(Dataset entries)
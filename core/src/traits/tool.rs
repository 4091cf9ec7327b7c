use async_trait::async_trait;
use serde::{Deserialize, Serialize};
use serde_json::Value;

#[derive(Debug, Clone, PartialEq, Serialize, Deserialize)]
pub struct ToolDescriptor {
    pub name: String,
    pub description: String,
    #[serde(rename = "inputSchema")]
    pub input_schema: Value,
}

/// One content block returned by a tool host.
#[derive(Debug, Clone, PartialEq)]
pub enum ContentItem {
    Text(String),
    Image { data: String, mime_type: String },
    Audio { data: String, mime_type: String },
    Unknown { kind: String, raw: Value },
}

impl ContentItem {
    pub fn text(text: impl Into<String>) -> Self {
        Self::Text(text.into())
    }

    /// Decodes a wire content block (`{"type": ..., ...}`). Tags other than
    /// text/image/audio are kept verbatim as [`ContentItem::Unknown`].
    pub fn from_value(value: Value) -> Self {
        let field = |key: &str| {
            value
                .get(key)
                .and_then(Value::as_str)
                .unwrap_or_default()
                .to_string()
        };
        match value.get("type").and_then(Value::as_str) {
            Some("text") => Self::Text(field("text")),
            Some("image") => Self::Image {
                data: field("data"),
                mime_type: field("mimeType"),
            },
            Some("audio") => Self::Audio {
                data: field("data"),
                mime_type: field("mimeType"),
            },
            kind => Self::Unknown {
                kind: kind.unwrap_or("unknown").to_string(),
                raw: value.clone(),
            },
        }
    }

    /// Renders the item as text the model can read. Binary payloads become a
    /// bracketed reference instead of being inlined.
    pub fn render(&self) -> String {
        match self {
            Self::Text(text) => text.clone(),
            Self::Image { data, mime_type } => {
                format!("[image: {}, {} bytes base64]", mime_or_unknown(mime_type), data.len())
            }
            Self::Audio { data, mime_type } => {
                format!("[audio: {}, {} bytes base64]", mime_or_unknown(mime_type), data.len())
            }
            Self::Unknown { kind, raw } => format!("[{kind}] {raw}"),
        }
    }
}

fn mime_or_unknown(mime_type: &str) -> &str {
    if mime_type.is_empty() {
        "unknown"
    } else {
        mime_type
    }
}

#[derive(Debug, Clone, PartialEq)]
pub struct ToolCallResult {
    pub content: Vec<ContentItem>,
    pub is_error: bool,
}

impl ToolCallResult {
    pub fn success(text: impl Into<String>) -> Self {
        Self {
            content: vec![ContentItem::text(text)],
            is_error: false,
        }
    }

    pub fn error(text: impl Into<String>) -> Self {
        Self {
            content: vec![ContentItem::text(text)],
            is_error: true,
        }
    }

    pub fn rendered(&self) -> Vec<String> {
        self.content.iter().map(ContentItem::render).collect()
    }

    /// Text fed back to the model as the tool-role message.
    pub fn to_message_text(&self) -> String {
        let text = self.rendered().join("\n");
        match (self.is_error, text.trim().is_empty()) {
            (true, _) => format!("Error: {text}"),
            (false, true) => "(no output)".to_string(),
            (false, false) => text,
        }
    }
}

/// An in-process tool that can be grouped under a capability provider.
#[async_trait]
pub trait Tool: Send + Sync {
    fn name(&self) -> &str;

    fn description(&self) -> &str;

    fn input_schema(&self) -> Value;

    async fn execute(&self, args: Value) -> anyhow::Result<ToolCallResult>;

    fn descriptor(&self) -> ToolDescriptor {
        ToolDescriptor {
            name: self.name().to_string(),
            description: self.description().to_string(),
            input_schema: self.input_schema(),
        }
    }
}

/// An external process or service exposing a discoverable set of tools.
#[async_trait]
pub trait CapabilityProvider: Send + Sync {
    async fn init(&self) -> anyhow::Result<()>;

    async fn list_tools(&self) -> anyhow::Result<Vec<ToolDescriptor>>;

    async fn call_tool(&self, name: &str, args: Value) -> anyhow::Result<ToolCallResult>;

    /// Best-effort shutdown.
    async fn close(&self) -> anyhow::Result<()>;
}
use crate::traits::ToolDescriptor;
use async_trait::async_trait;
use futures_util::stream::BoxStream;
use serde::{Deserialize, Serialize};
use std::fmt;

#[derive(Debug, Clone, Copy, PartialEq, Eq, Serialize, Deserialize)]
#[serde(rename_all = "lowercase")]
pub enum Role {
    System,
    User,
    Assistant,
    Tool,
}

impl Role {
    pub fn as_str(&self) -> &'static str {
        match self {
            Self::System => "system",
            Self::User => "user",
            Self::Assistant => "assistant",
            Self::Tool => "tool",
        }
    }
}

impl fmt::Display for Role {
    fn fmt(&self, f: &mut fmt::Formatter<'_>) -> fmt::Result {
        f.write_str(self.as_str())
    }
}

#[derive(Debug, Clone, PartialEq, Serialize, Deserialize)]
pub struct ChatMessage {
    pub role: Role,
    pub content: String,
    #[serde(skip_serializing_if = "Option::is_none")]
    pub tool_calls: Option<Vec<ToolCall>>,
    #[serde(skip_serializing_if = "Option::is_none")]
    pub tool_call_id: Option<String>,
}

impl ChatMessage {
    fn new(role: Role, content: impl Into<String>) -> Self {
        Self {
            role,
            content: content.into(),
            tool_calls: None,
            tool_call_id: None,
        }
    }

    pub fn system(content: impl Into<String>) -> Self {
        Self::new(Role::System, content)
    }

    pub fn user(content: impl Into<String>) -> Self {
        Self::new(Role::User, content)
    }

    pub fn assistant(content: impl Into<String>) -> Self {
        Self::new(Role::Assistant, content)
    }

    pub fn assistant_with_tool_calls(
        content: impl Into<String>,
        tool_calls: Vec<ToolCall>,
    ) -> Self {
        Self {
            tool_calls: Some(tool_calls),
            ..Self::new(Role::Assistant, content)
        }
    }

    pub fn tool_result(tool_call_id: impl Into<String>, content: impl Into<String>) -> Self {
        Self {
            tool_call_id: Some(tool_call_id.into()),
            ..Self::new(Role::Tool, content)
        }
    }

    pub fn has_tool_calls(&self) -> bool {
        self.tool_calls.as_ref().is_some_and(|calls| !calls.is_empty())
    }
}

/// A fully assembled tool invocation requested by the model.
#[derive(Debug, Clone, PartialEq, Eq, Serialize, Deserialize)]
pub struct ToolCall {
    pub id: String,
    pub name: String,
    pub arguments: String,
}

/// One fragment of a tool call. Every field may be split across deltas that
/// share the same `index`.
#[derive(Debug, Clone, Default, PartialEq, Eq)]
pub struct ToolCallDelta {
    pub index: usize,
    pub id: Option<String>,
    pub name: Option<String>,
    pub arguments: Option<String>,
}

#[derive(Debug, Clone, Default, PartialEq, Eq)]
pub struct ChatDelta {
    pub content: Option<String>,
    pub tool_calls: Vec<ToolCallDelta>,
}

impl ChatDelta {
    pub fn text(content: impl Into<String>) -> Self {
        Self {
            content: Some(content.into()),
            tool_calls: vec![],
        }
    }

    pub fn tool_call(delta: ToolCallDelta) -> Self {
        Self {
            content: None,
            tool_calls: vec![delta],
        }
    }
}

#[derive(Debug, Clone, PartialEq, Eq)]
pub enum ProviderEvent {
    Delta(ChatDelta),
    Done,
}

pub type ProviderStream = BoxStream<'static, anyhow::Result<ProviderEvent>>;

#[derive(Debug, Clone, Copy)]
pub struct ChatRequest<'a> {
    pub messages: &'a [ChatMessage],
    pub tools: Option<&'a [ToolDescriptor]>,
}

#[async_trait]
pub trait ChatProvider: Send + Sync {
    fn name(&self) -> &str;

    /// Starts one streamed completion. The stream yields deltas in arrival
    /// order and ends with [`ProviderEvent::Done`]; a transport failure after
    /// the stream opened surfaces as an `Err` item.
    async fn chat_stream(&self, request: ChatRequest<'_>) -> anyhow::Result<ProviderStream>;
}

Exercise directions :: What lines in the data above contain the word "ProviderEvent"? Copy them all.

Solution ::
pub enum ProviderEvent {
pub type ProviderStream = BoxStream<'static, anyhow::Result<ProviderEvent>>;
    /// order and ends with [`ProviderEvent::Done`]; a transport failure after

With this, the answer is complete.